● What to do: How many lines below hold the string "absent"? Report that number alone.

● Records supplied:
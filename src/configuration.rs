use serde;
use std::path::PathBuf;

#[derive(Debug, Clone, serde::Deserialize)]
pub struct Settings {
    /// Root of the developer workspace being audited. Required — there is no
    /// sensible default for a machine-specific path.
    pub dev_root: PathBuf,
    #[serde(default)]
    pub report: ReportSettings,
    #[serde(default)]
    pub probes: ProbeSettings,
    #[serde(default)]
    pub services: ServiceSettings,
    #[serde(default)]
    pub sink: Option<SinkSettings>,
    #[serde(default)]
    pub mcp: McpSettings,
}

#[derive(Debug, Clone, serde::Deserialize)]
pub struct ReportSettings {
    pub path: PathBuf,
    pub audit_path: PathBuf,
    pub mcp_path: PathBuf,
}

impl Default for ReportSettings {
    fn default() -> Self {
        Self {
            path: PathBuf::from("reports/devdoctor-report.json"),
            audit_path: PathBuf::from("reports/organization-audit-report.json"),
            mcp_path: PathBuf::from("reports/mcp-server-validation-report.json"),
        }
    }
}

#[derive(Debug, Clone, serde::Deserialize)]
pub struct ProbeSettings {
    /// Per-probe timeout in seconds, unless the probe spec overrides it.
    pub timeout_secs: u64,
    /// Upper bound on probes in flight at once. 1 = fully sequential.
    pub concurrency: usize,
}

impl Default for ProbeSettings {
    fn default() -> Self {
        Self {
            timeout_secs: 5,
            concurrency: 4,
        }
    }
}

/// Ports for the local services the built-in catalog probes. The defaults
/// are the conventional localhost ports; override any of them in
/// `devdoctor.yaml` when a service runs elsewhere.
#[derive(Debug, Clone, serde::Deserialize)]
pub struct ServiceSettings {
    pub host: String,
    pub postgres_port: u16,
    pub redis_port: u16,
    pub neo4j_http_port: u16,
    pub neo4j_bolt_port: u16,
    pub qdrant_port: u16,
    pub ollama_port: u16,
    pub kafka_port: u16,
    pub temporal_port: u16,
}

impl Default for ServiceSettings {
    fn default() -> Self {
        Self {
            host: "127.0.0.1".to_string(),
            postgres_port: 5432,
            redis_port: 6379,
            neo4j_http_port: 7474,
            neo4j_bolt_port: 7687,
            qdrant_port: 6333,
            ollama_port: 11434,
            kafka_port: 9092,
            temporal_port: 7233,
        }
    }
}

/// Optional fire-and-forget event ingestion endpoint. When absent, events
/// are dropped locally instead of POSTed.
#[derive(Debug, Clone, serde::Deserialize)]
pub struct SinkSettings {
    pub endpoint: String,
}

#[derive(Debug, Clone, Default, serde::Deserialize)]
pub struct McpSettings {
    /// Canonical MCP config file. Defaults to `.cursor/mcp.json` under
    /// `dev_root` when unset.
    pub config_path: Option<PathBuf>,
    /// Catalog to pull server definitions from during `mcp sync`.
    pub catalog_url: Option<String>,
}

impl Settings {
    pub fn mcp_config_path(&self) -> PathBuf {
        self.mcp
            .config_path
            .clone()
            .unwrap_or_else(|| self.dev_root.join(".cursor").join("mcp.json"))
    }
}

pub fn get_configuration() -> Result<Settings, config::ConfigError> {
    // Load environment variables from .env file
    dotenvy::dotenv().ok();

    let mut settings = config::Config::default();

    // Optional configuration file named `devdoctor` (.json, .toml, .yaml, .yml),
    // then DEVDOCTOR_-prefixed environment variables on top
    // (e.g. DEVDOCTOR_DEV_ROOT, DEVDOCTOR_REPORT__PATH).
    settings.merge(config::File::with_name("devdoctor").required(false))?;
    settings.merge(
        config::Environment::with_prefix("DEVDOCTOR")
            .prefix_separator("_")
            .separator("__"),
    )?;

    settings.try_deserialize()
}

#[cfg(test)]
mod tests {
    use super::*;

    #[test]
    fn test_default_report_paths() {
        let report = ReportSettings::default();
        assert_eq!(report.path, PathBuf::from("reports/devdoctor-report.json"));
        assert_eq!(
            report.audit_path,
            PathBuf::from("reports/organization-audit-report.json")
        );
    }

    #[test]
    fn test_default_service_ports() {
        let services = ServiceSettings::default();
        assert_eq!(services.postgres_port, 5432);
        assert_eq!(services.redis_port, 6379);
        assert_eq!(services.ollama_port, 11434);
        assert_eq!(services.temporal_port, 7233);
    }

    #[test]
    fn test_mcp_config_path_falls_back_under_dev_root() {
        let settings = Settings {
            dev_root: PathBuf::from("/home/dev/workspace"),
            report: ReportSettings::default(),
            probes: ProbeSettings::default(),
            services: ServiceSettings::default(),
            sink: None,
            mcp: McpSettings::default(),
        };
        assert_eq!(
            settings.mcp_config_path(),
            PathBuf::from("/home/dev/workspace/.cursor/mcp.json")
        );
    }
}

==

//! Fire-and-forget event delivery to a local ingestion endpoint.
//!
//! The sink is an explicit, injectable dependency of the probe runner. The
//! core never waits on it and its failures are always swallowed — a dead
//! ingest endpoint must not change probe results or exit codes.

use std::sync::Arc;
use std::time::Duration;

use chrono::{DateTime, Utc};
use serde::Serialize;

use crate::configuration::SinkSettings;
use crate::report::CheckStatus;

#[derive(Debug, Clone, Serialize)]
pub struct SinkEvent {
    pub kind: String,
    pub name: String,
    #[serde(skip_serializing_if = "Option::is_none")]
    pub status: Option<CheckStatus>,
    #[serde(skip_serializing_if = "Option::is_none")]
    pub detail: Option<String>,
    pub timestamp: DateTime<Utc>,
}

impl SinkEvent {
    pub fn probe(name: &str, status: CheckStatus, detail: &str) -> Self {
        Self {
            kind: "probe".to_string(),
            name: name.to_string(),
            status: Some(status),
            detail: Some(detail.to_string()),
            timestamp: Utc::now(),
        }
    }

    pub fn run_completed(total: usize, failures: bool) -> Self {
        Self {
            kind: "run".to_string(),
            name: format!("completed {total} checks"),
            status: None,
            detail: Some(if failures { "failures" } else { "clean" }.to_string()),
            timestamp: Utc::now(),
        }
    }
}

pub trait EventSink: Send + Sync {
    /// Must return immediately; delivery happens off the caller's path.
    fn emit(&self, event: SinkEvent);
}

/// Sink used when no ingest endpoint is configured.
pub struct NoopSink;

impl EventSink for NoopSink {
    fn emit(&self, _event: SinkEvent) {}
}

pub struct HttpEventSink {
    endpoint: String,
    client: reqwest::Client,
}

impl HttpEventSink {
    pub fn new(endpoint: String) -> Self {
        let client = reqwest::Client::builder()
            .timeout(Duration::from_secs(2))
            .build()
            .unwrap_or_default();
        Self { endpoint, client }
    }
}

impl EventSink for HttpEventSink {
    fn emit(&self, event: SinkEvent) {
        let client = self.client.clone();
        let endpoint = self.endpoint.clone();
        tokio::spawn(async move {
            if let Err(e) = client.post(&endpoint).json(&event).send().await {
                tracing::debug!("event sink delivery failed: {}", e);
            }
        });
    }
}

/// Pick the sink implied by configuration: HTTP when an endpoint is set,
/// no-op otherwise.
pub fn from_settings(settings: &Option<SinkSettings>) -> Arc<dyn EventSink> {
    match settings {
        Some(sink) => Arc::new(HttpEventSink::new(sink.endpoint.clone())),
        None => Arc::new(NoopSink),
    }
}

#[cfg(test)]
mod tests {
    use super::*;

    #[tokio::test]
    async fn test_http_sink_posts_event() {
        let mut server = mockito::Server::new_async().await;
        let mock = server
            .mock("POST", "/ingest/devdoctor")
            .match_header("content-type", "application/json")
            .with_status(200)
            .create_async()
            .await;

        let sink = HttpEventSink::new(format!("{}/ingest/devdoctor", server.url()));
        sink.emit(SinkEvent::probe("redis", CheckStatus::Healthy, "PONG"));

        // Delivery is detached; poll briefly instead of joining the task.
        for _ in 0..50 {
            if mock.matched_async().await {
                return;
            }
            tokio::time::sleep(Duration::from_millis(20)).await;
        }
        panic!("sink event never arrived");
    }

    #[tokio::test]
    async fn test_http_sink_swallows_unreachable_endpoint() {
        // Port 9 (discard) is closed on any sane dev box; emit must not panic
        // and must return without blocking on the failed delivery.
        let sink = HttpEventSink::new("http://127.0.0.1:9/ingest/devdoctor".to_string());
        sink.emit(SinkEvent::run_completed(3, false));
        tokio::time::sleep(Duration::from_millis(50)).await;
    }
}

--

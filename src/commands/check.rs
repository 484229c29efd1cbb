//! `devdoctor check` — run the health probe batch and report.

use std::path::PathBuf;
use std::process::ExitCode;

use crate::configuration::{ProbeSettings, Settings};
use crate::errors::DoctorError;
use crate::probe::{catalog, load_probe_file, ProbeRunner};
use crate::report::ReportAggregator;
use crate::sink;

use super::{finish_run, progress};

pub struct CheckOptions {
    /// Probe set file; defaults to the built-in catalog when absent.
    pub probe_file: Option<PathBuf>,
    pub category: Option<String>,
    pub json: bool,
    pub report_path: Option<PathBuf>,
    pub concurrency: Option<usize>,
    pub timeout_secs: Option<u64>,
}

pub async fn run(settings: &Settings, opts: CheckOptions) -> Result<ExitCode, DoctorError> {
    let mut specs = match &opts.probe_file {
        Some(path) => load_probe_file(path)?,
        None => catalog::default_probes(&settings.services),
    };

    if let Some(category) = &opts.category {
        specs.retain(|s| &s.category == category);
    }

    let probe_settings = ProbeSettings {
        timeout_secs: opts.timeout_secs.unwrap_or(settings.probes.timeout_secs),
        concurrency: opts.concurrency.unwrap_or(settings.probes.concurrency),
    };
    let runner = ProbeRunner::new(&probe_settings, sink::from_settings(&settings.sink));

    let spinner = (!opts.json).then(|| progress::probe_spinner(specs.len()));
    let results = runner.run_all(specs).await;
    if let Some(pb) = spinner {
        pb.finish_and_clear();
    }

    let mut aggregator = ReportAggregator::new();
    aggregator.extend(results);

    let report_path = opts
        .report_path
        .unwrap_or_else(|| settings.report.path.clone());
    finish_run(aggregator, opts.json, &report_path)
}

● Problem solution: 2